_TASK PROMPT_: State only how many lines below include the string "metrics".

[Saved entries]
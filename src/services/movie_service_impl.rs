//! `SeaORM` implementation of the `MovieService` trait.

use crate::config::CatalogConfig;
use crate::db::{CreateOutcome, Store, UpdateOutcome};
use crate::domain::MovieId;
use crate::models::movie::{Movie, MovieInput, MoviePatch, MovieRules, MovieSummary};
use crate::pagination::{Page, PageRequest};
use crate::services::movie_service::{MovieError, MovieService};
use async_trait::async_trait;
use chrono::Utc;
use tracing::{debug, info};

pub struct SeaOrmMovieService {
    store: Store,
    catalog: CatalogConfig,
}

impl SeaOrmMovieService {
    #[must_use]
    pub const fn new(store: Store, catalog: CatalogConfig) -> Self {
        Self { store, catalog }
    }

    fn rules(&self) -> MovieRules {
        MovieRules::new(Utc::now().date_naive(), self.catalog.release_horizon_days)
    }
}

#[async_trait]
impl MovieService for SeaOrmMovieService {
    async fn list_movies(&self, request: PageRequest) -> Result<Page<MovieSummary>, MovieError> {
        let page = self.store.list_movies(request).await?;

        if page.items.is_empty() {
            return Err(MovieError::NoMoviesFound);
        }

        Ok(page)
    }

    async fn get_movie(&self, id: MovieId) -> Result<Movie, MovieError> {
        self.store
            .get_movie(id)
            .await?
            .ok_or(MovieError::NotFound(id))
    }

    async fn create_movie(&self, input: MovieInput) -> Result<Movie, MovieError> {
        let movie = input.validate(&self.rules()).inspect_err(|e| {
            debug!(error = %e, "Rejected movie payload");
        })?;

        let id = match self.store.create_movie(&movie).await? {
            CreateOutcome::Created(id) => id,
            CreateOutcome::Duplicate => {
                return Err(MovieError::duplicate(&movie.name, movie.date));
            }
        };

        metrics::counter!("movies_created_total").increment(1);
        info!(movie_id = %id, name = %movie.name, "Movie created");

        self.get_movie(id).await
    }

    async fn update_movie(&self, id: MovieId, patch: MoviePatch) -> Result<(), MovieError> {
        // Unknown ids are reported before the payload is looked at.
        if !self.store.movie_exists(id).await? {
            return Err(MovieError::NotFound(id));
        }

        let changes = patch.validate(&self.rules()).inspect_err(|e| {
            debug!(movie_id = %id, error = %e, "Rejected movie update");
        })?;

        match self.store.update_movie(id, &changes).await? {
            UpdateOutcome::Updated => Ok(()),
            UpdateOutcome::NotFound => Err(MovieError::NotFound(id)),
            UpdateOutcome::Duplicate => {
                let current = self.get_movie(id).await?;
                let name = changes.name.as_deref().unwrap_or(&current.name);
                let date = changes.date.unwrap_or(current.date);
                Err(MovieError::duplicate(name, date))
            }
        }
    }

    async fn delete_movie(&self, id: MovieId) -> Result<(), MovieError> {
        if !self.store.remove_movie(id).await? {
            return Err(MovieError::NotFound(id));
        }

        metrics::counter!("movies_deleted_total").increment(1);
        Ok(())
    }
}
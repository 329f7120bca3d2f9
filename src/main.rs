use clap::Parser;
use mimalloc::MiMalloc;
use movie_catalog::{Config, cli::Cli, run};

#[global_allocator]
static GLOBAL: MiMalloc = MiMalloc;

fn main() -> anyhow::Result<()> {
    let cli = Cli::parse();
    let config = Config::load(cli.config.as_deref())?;
    let worker_threads = config.general.worker_threads;

    let mut builder = tokio::runtime::Builder::new_multi_thread();
    builder.enable_all();

    if worker_threads > 0 {
        builder.worker_threads(worker_threads);
    }

    let runtime = builder.build()?;
    runtime.block_on(run(cli, config))
}
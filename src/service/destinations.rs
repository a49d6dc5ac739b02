use serde_json::Value;
use tracing::debug;

use super::destination::validate_destination;
use super::fields::{unknown_keys, MAX_DESTINATIONS};
use super::ValidationError;
use crate::model::{RouteDestination, UpdateMode};

const TOP_LEVEL_KEYS: [&str; 1] = ["destinations"];

/// Validates a destination update payload and, when valid, returns the
/// normalized destination list in payload order. All violations are
/// collected; only a structurally unusable destinations array stops the
/// per-element and weight checks.
pub fn validate_update(
    payload: &Value,
    mode: UpdateMode,
) -> Result<Vec<RouteDestination>, ValidationError> {
    let mut details = Vec::new();

    let destinations = match payload.as_object() {
        Some(fields) => {
            for key in unknown_keys(fields, &TOP_LEVEL_KEYS) {
                details.push(format!("Unknown field(s): '{key}'"));
            }
            fields.get("destinations")
        }
        None => None,
    };

    let Some(entries) = destination_entries(destinations, mode) else {
        details.push(
            "Destinations must be an array containing between 1 and 100 destination objects."
                .to_string(),
        );
        return Err(ValidationError::with_details(details));
    };

    debug!(
        mode = %mode.as_str(),
        count = entries.len(),
        "validating destinations update"
    );

    let mut validated = Vec::new();
    for (index, entry) in entries.iter().enumerate() {
        match validate_destination(index, entry) {
            Ok(destination) => validated.push((index, destination)),
            Err(errors) => details.extend(errors),
        }
    }

    validate_weights(&validated, mode, &mut details);

    if details.is_empty() {
        Ok(validated
            .into_iter()
            .map(|(_, destination)| destination)
            .collect())
    } else {
        Err(ValidationError::with_details(details))
    }
}

/// An empty array is structurally acceptable only when replacing; otherwise
/// the array must hold between 1 and 100 entries.
fn destination_entries(value: Option<&Value>, mode: UpdateMode) -> Option<&Vec<Value>> {
    let items = value?.as_array()?;
    if items.is_empty() {
        return mode.is_replace().then_some(items);
    }
    (items.len() <= MAX_DESTINATIONS).then_some(items)
}

/// Cross-element weight rules, applied over the destinations that validated
/// clean. Mixing weighted and unweighted entries is never legal; weights at
/// all are only legal when replacing, and then must sum to exactly 100.
fn validate_weights(
    validated: &[(usize, RouteDestination)],
    mode: UpdateMode,
    details: &mut Vec<String>,
) {
    let weighted: Vec<(usize, i64)> = validated
        .iter()
        .filter_map(|(index, destination)| destination.weight.map(|weight| (*index, weight)))
        .collect();

    if weighted.is_empty() {
        return;
    }

    if weighted.len() < validated.len() {
        details.push(
            "Destinations cannot contain both weighted and unweighted destinations.".to_string(),
        );
        return;
    }

    if !mode.is_replace() {
        for (index, _) in &weighted {
            details.push(format!(
                "Destinations[{index}]: weighted destinations can only be used when replacing all destinations."
            ));
        }
        return;
    }

    let sum: i64 = weighted.iter().map(|(_, weight)| weight).sum();
    if sum != 100 {
        details.push("Destinations must have weights that sum to 100.".to_string());
    }
}
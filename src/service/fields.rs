use serde_json::{Map, Value};

pub const MAX_DESTINATIONS: usize = 100;
pub const MIN_WEIGHT: i64 = 1;
pub const MAX_WEIGHT: i64 = 100;

/// Keys present on `object` that are not in `allowed`, sorted so error
/// messages come out in a deterministic order.
pub fn unknown_keys(object: &Map<String, Value>, allowed: &[&str]) -> Vec<String> {
    let mut unknown: Vec<String> = object
        .keys()
        .filter(|key| !allowed.contains(&key.as_str()))
        .cloned()
        .collect();
    unknown.sort();
    unknown
}

pub fn non_empty_string(value: &Value) -> Option<&str> {
    value.as_str().filter(|text| !text.is_empty())
}

pub fn integer_in_range(value: &Value, min: i64, max: i64) -> Option<i64> {
    value.as_i64().filter(|number| (min..=max).contains(number))
}
//! Merged diagnosis model

use chrono::{DateTime, Utc};
use serde::{Deserialize, Serialize};
use uuid::Uuid;

use crate::models::{AnalyzerFinding, TriageDecision};

/// The merged, publishable result for one window
///
/// Immutable after publication. Findings are concatenated, never
/// collapsed; ordering puts the primary (highest-confidence) finding of
/// each condition group first.
#[derive(Debug, Clone, Serialize, Deserialize)]
pub struct Diagnosis {
    /// Unique diagnosis identifier
    pub diagnosis_id: Uuid,

    /// Source window (unique per diagnosis, enforced by the store)
    pub window_id: Uuid,

    /// Grower the diagnosis belongs to
    pub grower_id: String,

    /// Every observation that contributed evidence
    pub source_event_ids: Vec<Uuid>,

    /// The triage decision that routed this window
    pub triage: TriageDecision,

    /// Merged analyzer findings, primary first
    pub findings: Vec<AnalyzerFinding>,

    /// When the diagnosis was assembled
    pub created_at: DateTime<Utc>,
}

impl Diagnosis {
    /// Highest-confidence successful finding, if any
    pub fn top_finding(&self) -> Option<&AnalyzerFinding> {
        self.findings.iter().find(|f| f.succeeded)
    }

    /// Compact summary for downstream notification
    pub fn summary(&self) -> DiagnosisSummary {
        let top = self.top_finding();
        DiagnosisSummary {
            diagnosis_id: self.diagnosis_id,
            window_id: self.window_id,
            grower_id: self.grower_id.clone(),
            top_condition: top.map(|f| f.condition.clone()),
            top_confidence: top.map(|f| f.confidence),
            flagged_for_review: self.triage.flagged_for_review,
            created_at: self.created_at,
        }
    }
}

/// Compact diagnosis summary carried in downstream notifications
#[derive(Debug, Clone, Serialize, Deserialize)]
pub struct DiagnosisSummary {
    pub diagnosis_id: Uuid,
    pub window_id: Uuid,
    pub grower_id: String,
    pub top_condition: Option<String>,
    pub top_confidence: Option<f64>,
    pub flagged_for_review: bool,
    pub created_at: DateTime<Utc>,
}
//! Engine configuration
//!
//! Service endpoints, the analyzer fleet, and routing overrides come from
//! a TOML file. Tuning parameters live in the settings table instead
//! (see [`crate::db::settings`]); this file covers only topology.

use crate::models::{Classification, RouteSet, RoutingTable};
use cropscout_common::Error;
use serde::{Deserialize, Serialize};
use std::path::Path;
use tracing::{info, warn};

/// One specialist analyzer service
#[derive(Debug, Clone, Serialize, Deserialize)]
pub struct AnalyzerConfig {
    /// Registry id, referenced by routing entries
    pub id: String,
    /// Base URL of the analyzer service
    pub endpoint: String,
    /// Knowledge domain used for retrieval scoping
    pub domain: String,
}

/// Routing override for one classification
#[derive(Debug, Clone, Serialize, Deserialize)]
pub struct RouteConfig {
    /// Classification label (e.g. "pest_pressure")
    pub classification: String,
    /// Analyzer id consulted alone at high confidence
    pub primary: String,
    /// Additional analyzer ids consulted at medium confidence
    #[serde(default)]
    pub plausible: Vec<String>,
}

/// Triage engine topology configuration
#[derive(Debug, Clone, Serialize, Deserialize)]
#[serde(default)]
pub struct EngineConfig {
    /// Evidence classifier service base URL
    pub classifier_url: String,
    /// Grower context service base URL
    pub context_url: String,
    /// Knowledge retrieval service base URL (empty disables retrieval)
    pub retrieval_url: String,
    /// Specialist analyzer fleet
    pub analyzers: Vec<AnalyzerConfig>,
    /// Routing table overrides, applied on top of the compiled defaults
    pub routes: Vec<RouteConfig>,
}

impl Default for EngineConfig {
    fn default() -> Self {
        Self {
            classifier_url: "http://127.0.0.1:5851".to_string(),
            context_url: "http://127.0.0.1:5852".to_string(),
            retrieval_url: "http://127.0.0.1:5853".to_string(),
            analyzers: vec![
                AnalyzerConfig {
                    id: "pest".to_string(),
                    endpoint: "http://127.0.0.1:5861".to_string(),
                    domain: "pest_management".to_string(),
                },
                AnalyzerConfig {
                    id: "pathology".to_string(),
                    endpoint: "http://127.0.0.1:5862".to_string(),
                    domain: "plant_pathology".to_string(),
                },
                AnalyzerConfig {
                    id: "irrigation".to_string(),
                    endpoint: "http://127.0.0.1:5863".to_string(),
                    domain: "irrigation".to_string(),
                },
                AnalyzerConfig {
                    id: "nutrition".to_string(),
                    endpoint: "http://127.0.0.1:5864".to_string(),
                    domain: "crop_nutrition".to_string(),
                },
            ],
            routes: Vec::new(),
        }
    }
}

impl EngineConfig {
    /// Load configuration from a TOML file
    ///
    /// A missing file is not an error; the compiled defaults describe a
    /// full local deployment. Unreadable or malformed files are.
    pub fn load(path: Option<&Path>) -> cropscout_common::Result<Self> {
        let Some(path) = path else {
            info!("No engine config file given, using compiled defaults");
            return Ok(Self::default());
        };

        if !path.exists() {
            info!(
                "Engine config file not found ({}), using compiled defaults",
                path.display()
            );
            return Ok(Self::default());
        }

        let content = std::fs::read_to_string(path)
            .map_err(|e| Error::Config(format!("Read engine config failed: {}", e)))?;
        let config: Self = toml::from_str(&content)
            .map_err(|e| Error::Config(format!("Parse engine config failed: {}", e)))?;

        info!(
            analyzers = config.analyzers.len(),
            route_overrides = config.routes.len(),
            "Engine config loaded from {}",
            path.display()
        );
        Ok(config)
    }

    /// Build the routing table: compiled defaults plus file overrides
    ///
    /// Overrides naming an unrecognized classification are skipped with a
    /// warning; Unknown is not overridable.
    pub fn routing_table(&self) -> RoutingTable {
        let mut table = RoutingTable::builtin();
        for route in &self.routes {
            let classification = Classification::from_label(&route.classification);
            if classification == Classification::Unknown {
                warn!(
                    label = %route.classification,
                    "Ignoring routing override for unrecognized classification"
                );
                continue;
            }
            table.set_route(
                classification,
                RouteSet {
                    primary: route.primary.clone(),
                    plausible: route.plausible.clone(),
                },
            );
        }
        table
    }
}
//! Common error types for CropScout

use thiserror::Error;

/// Common result type for CropScout operations
pub type Result<T> = std::result::Result<T, Error>;

/// Common error types across CropScout services
#[derive(Error, Debug)]
pub enum Error {
    /// Database operation error (wraps sqlx::Error)
    #[cfg(feature = "sqlx")]
    #[error("Database error: {0}")]
    Database(#[from] sqlx::Error),

    /// I/O operation error (wraps std::io::Error)
    #[error("IO error: {0}")]
    Io(#[from] std::io::Error),

    /// Configuration loading or validation error
    #[error("Configuration error: {0}")]
    Config(String),

    /// Requested resource not found
    #[error("Not found: {0}")]
    NotFound(String),

    /// Invalid input or request parameter
    #[error("Invalid input: {0}")]
    InvalidInput(String),

    /// Internal error
    #[error("Internal error: {0}")]
    Internal(String),
}
//! Server-Sent Events (SSE) for engine activity streaming

use crate::AppState;
use axum::{
    extract::State,
    response::sse::{Event, Sse},
};
use futures::stream::Stream;
use std::convert::Infallible;
use std::time::Duration;
use tokio::sync::broadcast::error::RecvError;
use tracing::{debug, info, warn};

/// GET /events - SSE stream of engine activity
///
/// Streams every engine event: window lifecycle (opened, ready,
/// triaged), analyzer call failures, ingest fallbacks, and
/// DiagnosisReady notifications. Subscribers joining late see only
/// events from their subscription onward.
pub async fn event_stream(
    State(state): State<AppState>,
) -> Sse<impl Stream<Item = Result<Event, Infallible>>> {
    info!("New SSE client connected to engine events");

    let mut rx = state.event_bus.subscribe();

    let stream = async_stream::stream! {
        loop {
            tokio::select! {
                // Heartbeat every 15 seconds
                _ = tokio::time::sleep(Duration::from_secs(15)) => {
                    debug!("SSE: Sending heartbeat");
                    yield Ok(Event::default().comment("heartbeat"));
                }

                received = rx.recv() => {
                    match received {
                        Ok(event) => {
                            let event_type = event.event_type();
                            match serde_json::to_string(&event) {
                                Ok(event_json) => {
                                    yield Ok(Event::default()
                                        .event(event_type)
                                        .data(event_json));
                                }
                                Err(e) => {
                                    warn!("SSE: Failed to serialize event {}: {}", event_type, e);
                                }
                            }
                        }
                        Err(RecvError::Lagged(skipped)) => {
                            warn!("SSE: Client lagged, skipped {} events", skipped);
                        }
                        Err(RecvError::Closed) => {
                            info!("SSE: Event bus closed, ending stream");
                            break;
                        }
                    }
                }
            }
        }
    };

    Sse::new(stream).keep_alive(
        axum::response::sse::KeepAlive::new()
            .interval(Duration::from_secs(15))
            .text("heartbeat"),
    )
}
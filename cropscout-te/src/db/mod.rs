//! Database access for cropscout-te
//!
//! SQLite-backed evidence store and diagnosis store. Observations,
//! windows, and diagnoses live in their own tables; the settings table
//! carries engine parameter overrides.

pub mod diagnoses;
pub mod observations;
pub mod settings;
pub mod windows;

use anyhow::Result;
use sqlx::SqlitePool;
use std::path::Path;

/// Initialize database connection pool
///
/// Connects to scout.db in the data directory, creating it on first run.
pub async fn init_database_pool(db_path: &Path) -> Result<SqlitePool> {
    // Ensure parent directory exists
    if let Some(parent) = db_path.parent() {
        std::fs::create_dir_all(parent)?;
    }

    // Use proper SQLite URI with mode=rwc (read, write, create)
    let db_url = format!("sqlite://{}?mode=rwc", db_path.display());
    tracing::debug!("Connecting to database: {}", db_url);

    let pool = SqlitePool::connect(&db_url).await?;

    init_tables(&pool).await?;

    Ok(pool)
}

/// Initialize cropscout-te tables
///
/// Creates the settings, observations, evidence_windows, and diagnoses
/// tables if they don't exist. Public so test harnesses can build the
/// schema over an in-memory pool.
pub async fn init_tables(pool: &SqlitePool) -> Result<()> {
    // Settings table for parameter persistence
    sqlx::query(
        r#"
        CREATE TABLE IF NOT EXISTS settings (
            key TEXT PRIMARY KEY,
            value TEXT NOT NULL
        )
        "#,
    )
    .execute(pool)
    .await?;

    // Observations keyed by their idempotency key; duplicate delivery
    // becomes an ignored insert
    sqlx::query(
        r#"
        CREATE TABLE IF NOT EXISTS observations (
            event_id TEXT PRIMARY KEY,
            grower_id TEXT NOT NULL,
            window_id TEXT NOT NULL,
            observed_at TEXT NOT NULL,
            severity_hint REAL NOT NULL,
            payload TEXT NOT NULL
        )
        "#,
    )
    .execute(pool)
    .await?;

    sqlx::query(
        "CREATE INDEX IF NOT EXISTS idx_observations_window ON observations(window_id)",
    )
    .execute(pool)
    .await?;

    sqlx::query(
        r#"
        CREATE TABLE IF NOT EXISTS evidence_windows (
            window_id TEXT PRIMARY KEY,
            grower_id TEXT NOT NULL,
            status TEXT NOT NULL,
            opened_at TEXT NOT NULL,
            last_event_at TEXT NOT NULL,
            expires_at TEXT NOT NULL,
            bypass_triggered INTEGER NOT NULL DEFAULT 0,
            ready_trigger TEXT,
            attempts INTEGER NOT NULL DEFAULT 0,
            last_error TEXT
        )
        "#,
    )
    .execute(pool)
    .await?;

    // At most one open window per grower
    sqlx::query(
        r#"
        CREATE UNIQUE INDEX IF NOT EXISTS idx_windows_one_open_per_grower
            ON evidence_windows(grower_id) WHERE status = 'open'
        "#,
    )
    .execute(pool)
    .await?;

    sqlx::query(
        "CREATE INDEX IF NOT EXISTS idx_windows_status ON evidence_windows(status)",
    )
    .execute(pool)
    .await?;

    // Diagnoses are exactly-once per window via the UNIQUE constraint
    sqlx::query(
        r#"
        CREATE TABLE IF NOT EXISTS diagnoses (
            diagnosis_id TEXT PRIMARY KEY,
            window_id TEXT NOT NULL UNIQUE,
            grower_id TEXT NOT NULL,
            source_event_ids TEXT NOT NULL,
            triage TEXT NOT NULL,
            findings TEXT NOT NULL,
            created_at TEXT NOT NULL
        )
        "#,
    )
    .execute(pool)
    .await?;

    sqlx::query("CREATE INDEX IF NOT EXISTS idx_diagnoses_grower ON diagnoses(grower_id)")
        .execute(pool)
        .await?;

    tracing::info!(
        "Database tables initialized (settings, observations, evidence_windows, diagnoses)"
    );

    Ok(())
}
//! API error types for cropscout-te

use axum::{
    http::StatusCode,
    response::{IntoResponse, Response},
    Json,
};
use serde_json::json;
use thiserror::Error;

/// API error type
#[derive(Debug, Error)]
pub enum ApiError {
    /// Resource not found (404)
    #[error("Resource not found: {0}")]
    NotFound(String),

    /// Invalid request (400)
    #[error("Invalid request: {0}")]
    BadRequest(String),

    /// Conflict (409)
    #[error("Conflict: {0}")]
    Conflict(String),

    /// Internal server error (500)
    #[error("Internal server error: {0}")]
    Internal(String),

    /// IO error
    #[error("IO error: {0}")]
    Io(#[from] std::io::Error),

    /// Generic error
    #[error(transparent)]
    Other(#[from] anyhow::Error),

    /// cropscout-common error
    #[error("Common error: {0}")]
    Common(#[from] cropscout_common::Error),
}

impl IntoResponse for ApiError {
    fn into_response(self) -> Response {
        let (status, error_code, message) = match self {
            ApiError::NotFound(msg) => (StatusCode::NOT_FOUND, "NOT_FOUND", msg),
            ApiError::BadRequest(msg) => (StatusCode::BAD_REQUEST, "BAD_REQUEST", msg),
            ApiError::Conflict(msg) => (StatusCode::CONFLICT, "CONFLICT", msg),
            ApiError::Internal(msg) => (StatusCode::INTERNAL_SERVER_ERROR, "INTERNAL_ERROR", msg),
            ApiError::Io(ref err) => (
                StatusCode::INTERNAL_SERVER_ERROR,
                "IO_ERROR",
                err.to_string(),
            ),
            ApiError::Other(ref err) => (
                StatusCode::INTERNAL_SERVER_ERROR,
                "INTERNAL_ERROR",
                err.to_string(),
            ),
            ApiError::Common(ref err) => (
                StatusCode::INTERNAL_SERVER_ERROR,
                "COMMON_ERROR",
                err.to_string(),
            ),
        };

        let body = Json(json!({
            "error": {
                "code": error_code,
                "message": message,
            }
        }));

        (status, body).into_response()
    }
}

/// Result type for API handlers
pub type ApiResult<T> = Result<T, ApiError>;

_OUTPUT FOR THIS TASK_: 2